The recent legal complaint submitted by Alkarama to both the United Nations Special Procedures and FIFA marks a turning point in the global fight for justice, accountability, and human rights. For the first time, FIFA’s Human Rights Grievance Mechanism is being used to challenge its decision to award the 2034 World Cup to the Kingdom of Saudi Arabia—one of the world’s most notorious abusers of human rights.
This detailed complaint exposes serious procedural and legal flaws in FIFA’s decision-making process: a rushed, opaque bid that bypassed meaningful consultation, ignored fundamental human rights concerns, and resulted in Saudi Arabia being selected without a single competing bid. FIFA’s decision was not based on merit, transparency, or ethical standards—it was a political deal sealed behind closed doors.
Worse still, the Saudi authorities commissioned a law firm to produce a so-called human rights assessment riddled with omissions. The report failed to address core violations, including the criminalisation of dissent, the arbitrary detention and torture of human rights defenders, the abuse of anti-terror laws, and the brutal repression of the Howeitat tribe in NEOM. Its conclusions were based entirely on state-controlled sources, with no consultation with independent civil society, labour unions, or affected communities.
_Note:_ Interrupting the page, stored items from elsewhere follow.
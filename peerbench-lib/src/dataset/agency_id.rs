use core::fmt::{Display, Formatter, Result as FmtResult};
use core::num::ParseIntError;
use core::str::FromStr;
use serde::{Deserialize, Serialize};

/// Opaque key identifying an agency, stable across reporting years.
#[derive(Debug, Clone, Copy, PartialEq, Eq, PartialOrd, Ord, Hash, Serialize, Deserialize)]
#[serde(transparent)]
pub struct AgencyId(u32);

impl AgencyId {
    #[must_use]
    pub const fn new(id: u32) -> Self {
        Self(id)
    }

    #[must_use]
    pub const fn get(self) -> u32 {
        self.0
    }
}

impl From<u32> for AgencyId {
    fn from(id: u32) -> Self {
        Self(id)
    }
}

impl FromStr for AgencyId {
    type Err = ParseIntError;

    fn from_str(s: &str) -> Result<Self, Self::Err> {
        s.trim().parse().map(Self)
    }
}

impl Display for AgencyId {
    fn fmt(&self, f: &mut Formatter<'_>) -> FmtResult {
        write!(f, "{:05}", self.0)
    }
}

#[cfg(test)]
mod tests {
    use super::*;

    #[test]
    fn test_display_pads_to_five_digits() {
        assert_eq!(AgencyId::new(1).to_string(), "00001");
        assert_eq!(AgencyId::new(90154).to_string(), "90154");
    }

    #[test]
    fn test_from_str_accepts_leading_zeros() {
        let id: AgencyId = " 00042 ".parse().unwrap();
        assert_eq!(id.get(), 42);
    }

    #[test]
    fn test_from_str_rejects_text() {
        let _ = "metro".parse::<AgencyId>().unwrap_err();
    }
}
Saudi Arabia’s human rights record is not a matter of opinion—it is well-documented by UN mechanisms and rights organisations:
– Peaceful activists are forcibly disappeared and tortured
– Detainees are denied medical care and due process
– Migrant workers face deadly exploitation
– Minors and protesters are sentenced to death
In March 2025, the first documented death of a migrant worker on a World Cup 2034 construction site occurred. This is not an isolated incident—it is a warning. A warning that FIFA’s decision will cost lives.
Awarding Saudi Arabia the World Cup legitimises repression, silences victims, and sends a clear message: that sports can be used to whitewash authoritarianism, and that FIFA is willing to look away.
We join the demand to revoke the hosting rights granted to Saudi Arabia, and to restart the bidding process with full transparency, credible human rights due diligence, and enforceable human rights benchmarks.
Justice must come before football.
There can be no World Cup built on torture, surveillance, and graves.